Un petit « chut » lancé à son encontre, j’agitais les mains pour faire signe à tout le monde de la fermer.

— Ok ! Vos gueules, les débiles ! On a de quoi se faire un max de fric là, mais faut qu’on fasse marcher nos cervelles pour trouver un moyen d’refourguer tout ça ! Angus ?

Ses lèvres se tordirent, ses yeux se plissèrent, et il caressait sa barbiche mal entretenue. Angus réfléchissait. On ne voyait jamais de fumée sortir de ses oreilles, mais je savais que ça bouillonnait grave là-dedans. Ou alors on le trouvait juste intelligent parce que nous, on n’était pas très futé et parce qu’il avait des faux airs de prof dépressif. Ou peut-être que c’était juste ses lunettes qui faisaient cet effet-là.

Tous les trois assis sur le canapé, on le fixait, attendant impatiemment qu’il trouve la solution ultime dans ses méninges. Tous nos espoirs reposaient sur lui.

— Pourquoi on demanderait pas à… Comment il s’appelle déjà ? L’autre con qui traine toute la journée à la Cabane ? commença Angus en claquant des doigts.

— Lequel ? demandai-je

— Celui qui a du bide, avec le crâne déplumé, et qui est vraiment très très con.

— Lequel ? insistai-je

— Celui qui s’est fait sortir l’autre jour parce qu’il avait cogné sur un autre mec !

— Lequel, putain ?! T’as conscience que t’aies en train de décrire la moitié de la clientèle de Walter ?!

Taz, affalé sur mon vieux divan comme une baleine échouée sur une plage, se redressa vivement.

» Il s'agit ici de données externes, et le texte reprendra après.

use chrono::{DateTime, Utc};
use serde::{Deserialize, Serialize};
use std::fmt;

use crate::types::UpdateValue;

/// 实验站点三元组：机构 / 站点 / 工作站
#[derive(Debug, Clone, PartialEq, Eq, Hash, Serialize, Deserialize)]
pub struct NodeKey {
    pub organisation: String,
    pub site: String,
    pub station: String,
}

impl NodeKey {
    pub fn new(
        organisation: impl Into<String>,
        site: impl Into<String>,
        station: impl Into<String>,
    ) -> Self {
        Self {
            organisation: organisation.into(),
            site: site.into(),
            station: station.into(),
        }
    }
}

impl fmt::Display for NodeKey {
    fn fmt(&self, f: &mut fmt::Formatter<'_>) -> fmt::Result {
        write!(f, "{}-{}-{}", self.organisation, self.site, self.station)
    }
}

/// 已注册的仪器节点
#[derive(Debug, Clone, PartialEq, Serialize, Deserialize)]
pub struct NodeClient {
    pub id: i64,
    pub organisation_name: String,
    pub site_name: String,
    pub station_name: String,
    pub hostname: Option<String>,
    pub username: Option<String>,
    pub flags: Option<String>,
    pub created_at: DateTime<Utc>,
}

impl NodeClient {
    pub fn key(&self) -> NodeKey {
        NodeKey::new(
            self.organisation_name.clone(),
            self.site_name.clone(),
            self.station_name.clone(),
        )
    }

    /// 应用白名单字段更新，返回是否有字段发生变化
    pub fn apply_update(&mut self, update: NodeClientUpdate) -> bool {
        let changed = update.has_changes();
        self.hostname = update.hostname.apply_to(self.hostname.take());
        self.username = update.username.apply_to(self.username.take());
        self.flags = update.flags.apply_to(self.flags.take());
        changed
    }
}

/// 节点注册请求
#[derive(Debug, Clone, Serialize, Deserialize)]
#[serde(deny_unknown_fields)]
pub struct NewNodeClient {
    pub organisation_name: String,
    pub site_name: String,
    pub station_name: String,
    #[serde(default)]
    pub hostname: Option<String>,
    #[serde(default)]
    pub username: Option<String>,
    #[serde(default)]
    pub flags: Option<String>,
}

impl NewNodeClient {
    pub fn key(&self) -> NodeKey {
        NodeKey::new(
            self.organisation_name.clone(),
            self.site_name.clone(),
            self.station_name.clone(),
        )
    }
}

crate::update_request! {
    /// 节点可更新字段白名单，三元组身份不可修改
    #[derive(Debug, Clone, Default, Serialize, Deserialize)]
    #[serde(deny_unknown_fields)]
    pub struct NodeClientUpdate {
        #[serde(default)]
        pub hostname: UpdateValue<String>,
        #[serde(default)]
        pub username: UpdateValue<String>,
        #[serde(default)]
        pub flags: UpdateValue<String>,
    }
}

/// 节点交付规则
#[derive(Debug, Clone, PartialEq, Serialize, Deserialize)]
pub struct NodeRule {
    pub id: i64,
    pub parent_node_id: i64,
    pub description: String,
}

impl fmt::Display for NodeRule {
    fn fmt(&self, f: &mut fmt::Formatter<'_>) -> fmt::Result {
        f.write_str(&self.description)
    }
}

/// 返回给客户端的节点配置描述，空字段不序列化
#[derive(Debug, Clone, Default, PartialEq, Serialize, Deserialize)]
pub struct NodeDescriptor {
    #[serde(skip_serializing_if = "Option::is_none")]
    pub host: Option<String>,
    #[serde(skip_serializing_if = "Option::is_none")]
    pub flags: Option<String>,
    #[serde(skip_serializing_if = "Option::is_none")]
    pub username: Option<String>,
    pub rootdir: String,
    #[serde(skip_serializing_if = "Option::is_none")]
    pub rules: Option<Vec<String>>,
}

Du moins, aussi vivement qu’il en était capable. Nous autres, on avait l’impression de regarder une vidéo tournée en slow motion.

— Heu… Tu parles de celui que sa mère avait fait cinq ans de placard pour trafic de stup’ ?

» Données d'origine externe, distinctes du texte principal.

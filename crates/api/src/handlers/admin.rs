//! 管理端接口：使用HTTP状态码表达错误

use axum::{
    extract::{
        rejection::{FormRejection, JsonRejection},
        Path, Query, State,
    },
    http::{header, StatusCode},
    response::{IntoResponse, Response},
    Form, Json,
};
use serde::Deserialize;
use tracing::{info, warn};

use datasync_core::models::{NewNodeClient, NodeClient, NodeClientUpdate, NodeRule, RunSample, RunSampleUpdate};
use datasync_core::{LogLevel, SyncError};
use datasync_domain::{LogTail, UtilsListing, DEFAULT_TAIL_LINES};

use crate::error::{ApiError, ApiResult};
use crate::response::{created, success, ApiResponse};
use crate::routes::AppState;

#[derive(Debug, Deserialize)]
pub struct LogLevelForm {
    pub loglevel: Option<String>,
}

#[derive(Debug, Deserialize)]
pub struct TailLogQuery {
    pub linesback: Option<usize>,
    pub since: Option<u64>,
}

#[derive(Debug, Deserialize)]
#[serde(deny_unknown_fields)]
pub struct NewRuleRequest {
    pub description: String,
}

/// 请求体解析失败统一返回400
fn json_body<T>(body: Result<Json<T>, JsonRejection>) -> ApiResult<T> {
    body.map(|Json(value)| value)
        .map_err(|rejection| ApiError::BadRequest(rejection.body_text()))
}

pub async fn get_utils(State(state): State<AppState>) -> ApiResult<Json<UtilsListing>> {
    Ok(Json(state.admin.utils().await?))
}

pub async fn set_log_level(
    State(state): State<AppState>,
    form: Result<Form<LogLevelForm>, FormRejection>,
) -> ApiResult<ApiResponse<LogLevel>> {
    let requested = form
        .ok()
        .and_then(|Form(form)| form.loglevel)
        .filter(|level| !level.trim().is_empty())
        .ok_or_else(|| ApiError::BadRequest("No valid log level posted.".to_string()))?;

    let level = state.admin.set_log_level(&requested)?;
    info!(level = %level, "日志级别已修改");
    Ok(ApiResponse::success_with_message(
        level,
        format!("Logging level set to {level}"),
    ))
}

pub async fn tail_log(
    State(state): State<AppState>,
    Path(filename): Path<String>,
    Query(query): Query<TailLogQuery>,
) -> ApiResult<Json<LogTail>> {
    let tail = state
        .admin
        .tail_log(
            &filename,
            query.linesback.unwrap_or(DEFAULT_TAIL_LINES),
            query.since.unwrap_or(0),
        )
        .await
        .map_err(|e| match e {
            SyncError::Configuration(_) => ApiError::NotFound,
            other => ApiError::Sync(other),
        })?;
    Ok(Json(tail))
}

/// 读取失败一律按404处理，越界路径为400
pub async fn serve_file(
    State(state): State<AppState>,
    Path(path): Path<String>,
) -> ApiResult<Response> {
    let served = state.admin.serve_file(&path).await.map_err(|e| match e {
        SyncError::Validation(_) => ApiError::Sync(e),
        other => {
            warn!(path = %path, error = %other, "file not served");
            ApiError::NotFound
        }
    })?;

    Ok((
        StatusCode::OK,
        [
            (header::CONTENT_TYPE, served.content_type),
            (header::CONTENT_LENGTH, served.contents.len().to_string()),
        ],
        served.contents,
    )
        .into_response())
}

pub async fn register_node(
    State(state): State<AppState>,
    body: Result<Json<NewNodeClient>, JsonRejection>,
) -> ApiResult<impl IntoResponse> {
    let request = json_body(body)?;
    let node: NodeClient = state.directory.register(request).await?;
    Ok(created(node))
}

pub async fn update_node(
    State(state): State<AppState>,
    Path(id): Path<i64>,
    body: Result<Json<NodeClientUpdate>, JsonRejection>,
) -> ApiResult<impl IntoResponse> {
    let update = json_body(body)?;
    let node: NodeClient = state.directory.update(id, update).await?;
    Ok(success(node))
}

pub async fn add_node_rule(
    State(state): State<AppState>,
    Path(id): Path<i64>,
    body: Result<Json<NewRuleRequest>, JsonRejection>,
) -> ApiResult<impl IntoResponse> {
    let request = json_body(body)?;
    let rule: NodeRule = state.directory.add_rule(id, &request.description).await?;
    Ok(created(rule))
}

pub async fn update_runsample(
    State(state): State<AppState>,
    Path(id): Path<i64>,
    body: Result<Json<RunSampleUpdate>, JsonRejection>,
) -> ApiResult<impl IntoResponse> {
    let update = json_body(body)?;
    let sample: RunSample = state.admin.update_runsample(id, update).await?;
    Ok(success(sample))
}
//! 日志级别控制
//!
//! 日志级别是进程级状态：启动时由配置/命令行初始化，运行期间只能通过
//! [`LogLevelControl`] 句柄修改。句柄随应用状态传递，协议代码不直接访问全局订阅器。

pub mod log_level;

pub use log_level::LogLevel;

use crate::SyncResult;

/// 运行期日志级别控制句柄
pub trait LogLevelControl: Send + Sync {
    fn current(&self) -> LogLevel;

    fn set(&self, level: LogLevel) -> SyncResult<()>;
}
use std::sync::Arc;
use std::time::Duration;

use async_trait::async_trait;
use serde_json::json;
use tracing::{debug, error, info};

use datasync_core::config::NotificationConfig;
use datasync_core::traits::{Notification, Notifier};
use datasync_core::{SyncError, SyncResult};

/// 只写日志的通知通道，未配置 webhook 时使用
pub struct LogNotifier {
    from: String,
}

impl LogNotifier {
    pub fn new(from: impl Into<String>) -> Self {
        Self { from: from.into() }
    }
}

#[async_trait]
impl Notifier for LogNotifier {
    async fn notify(&self, notification: &Notification) -> SyncResult<()> {
        info!(
            from = %self.from,
            to = ?notification.recipients,
            subject = %notification.subject,
            body = %notification.body,
            "notification"
        );
        Ok(())
    }
}

/// 以 JSON POST 投递到邮件网关或聊天机器人
pub struct WebhookNotifier {
    url: String,
    from: String,
    http_client: reqwest::Client,
}

impl WebhookNotifier {
    pub fn new(url: impl Into<String>, from: impl Into<String>, timeout: Duration) -> SyncResult<Self> {
        let http_client = reqwest::Client::builder()
            .timeout(timeout)
            .build()
            .map_err(|e| SyncError::Configuration(format!("创建HTTP客户端失败: {e}")))?;
        Ok(Self {
            url: url.into(),
            from: from.into(),
            http_client,
        })
    }
}

#[async_trait]
impl Notifier for WebhookNotifier {
    async fn notify(&self, notification: &Notification) -> SyncResult<()> {
        let payload = json!({
            "from": self.from,
            "to": notification.recipients,
            "subject": notification.subject,
            "body": notification.body,
        });

        match self.http_client.post(&self.url).json(&payload).send().await {
            Ok(response) if response.status().is_success() => {
                debug!(subject = %notification.subject, "通知已投递");
                Ok(())
            }
            Ok(response) => {
                let status = response.status();
                let body = response.text().await.unwrap_or_default();
                error!("Notification webhook failed: HTTP {} - {}", status, body);
                Err(SyncError::Notification(format!("HTTP {status} - {body}")))
            }
            Err(e) => {
                error!("Failed to reach notification webhook: {}", e);
                Err(SyncError::Notification(format!("webhook connection error: {e}")))
            }
        }
    }
}

/// 丢弃所有通知
pub struct DisabledNotifier;

#[async_trait]
impl Notifier for DisabledNotifier {
    async fn notify(&self, notification: &Notification) -> SyncResult<()> {
        debug!(subject = %notification.subject, "通知已禁用，跳过");
        Ok(())
    }
}

/// 根据配置选择通知通道
pub fn build_notifier(config: &NotificationConfig) -> SyncResult<Arc<dyn Notifier>> {
    if !config.enabled {
        return Ok(Arc::new(DisabledNotifier));
    }
    match &config.webhook_url {
        Some(url) => Ok(Arc::new(WebhookNotifier::new(
            url.clone(),
            config.return_address.clone(),
            Duration::from_secs(config.timeout_seconds),
        )?)),
        None => Ok(Arc::new(LogNotifier::new(config.return_address.clone()))),
    }
}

— Dont. Dont la mère avait fait cinq ans de placard ! le corrigea Angus.

— Mais merde, on s’en cogne de tes règles de synapse !

— Syntaxe. Règles de syntaxe. Mais oui, c’est lui. Harry ? Benny ?

— Lenny ! gueula Mohan.

— Lenny, putain ! C’est ça !

— Non, mais c’est des conneries ça. Sa mère, la prison, tout ça, grognai-je en levant les yeux au ciel.

— Ouais, tout le monde a toujours dit que c’était du flan son histoire. En plus, Lenny il passe son temps à cracher des mythos, m’appuya Taz. C’est comme la fois où il avait raconté à tout le monde qu’il allait se marier avec une nana qui était mannequin et actrice. En vrai, c’était juste une vieille pute mal foutue qui tapait le pavé à Manchester.

Hochement de tête collectif, parce qu’on avait tous déjà entendu les histoires délirantes que Lenny débitait à la Cabane, à chaque fois qu’il avait un coup dans le nez. Seul Angus restait dubitatif.

— Et si c’était pas du flan pour sa mère ? Et si parmi ce flot d’inepties, il y avait du vrai ?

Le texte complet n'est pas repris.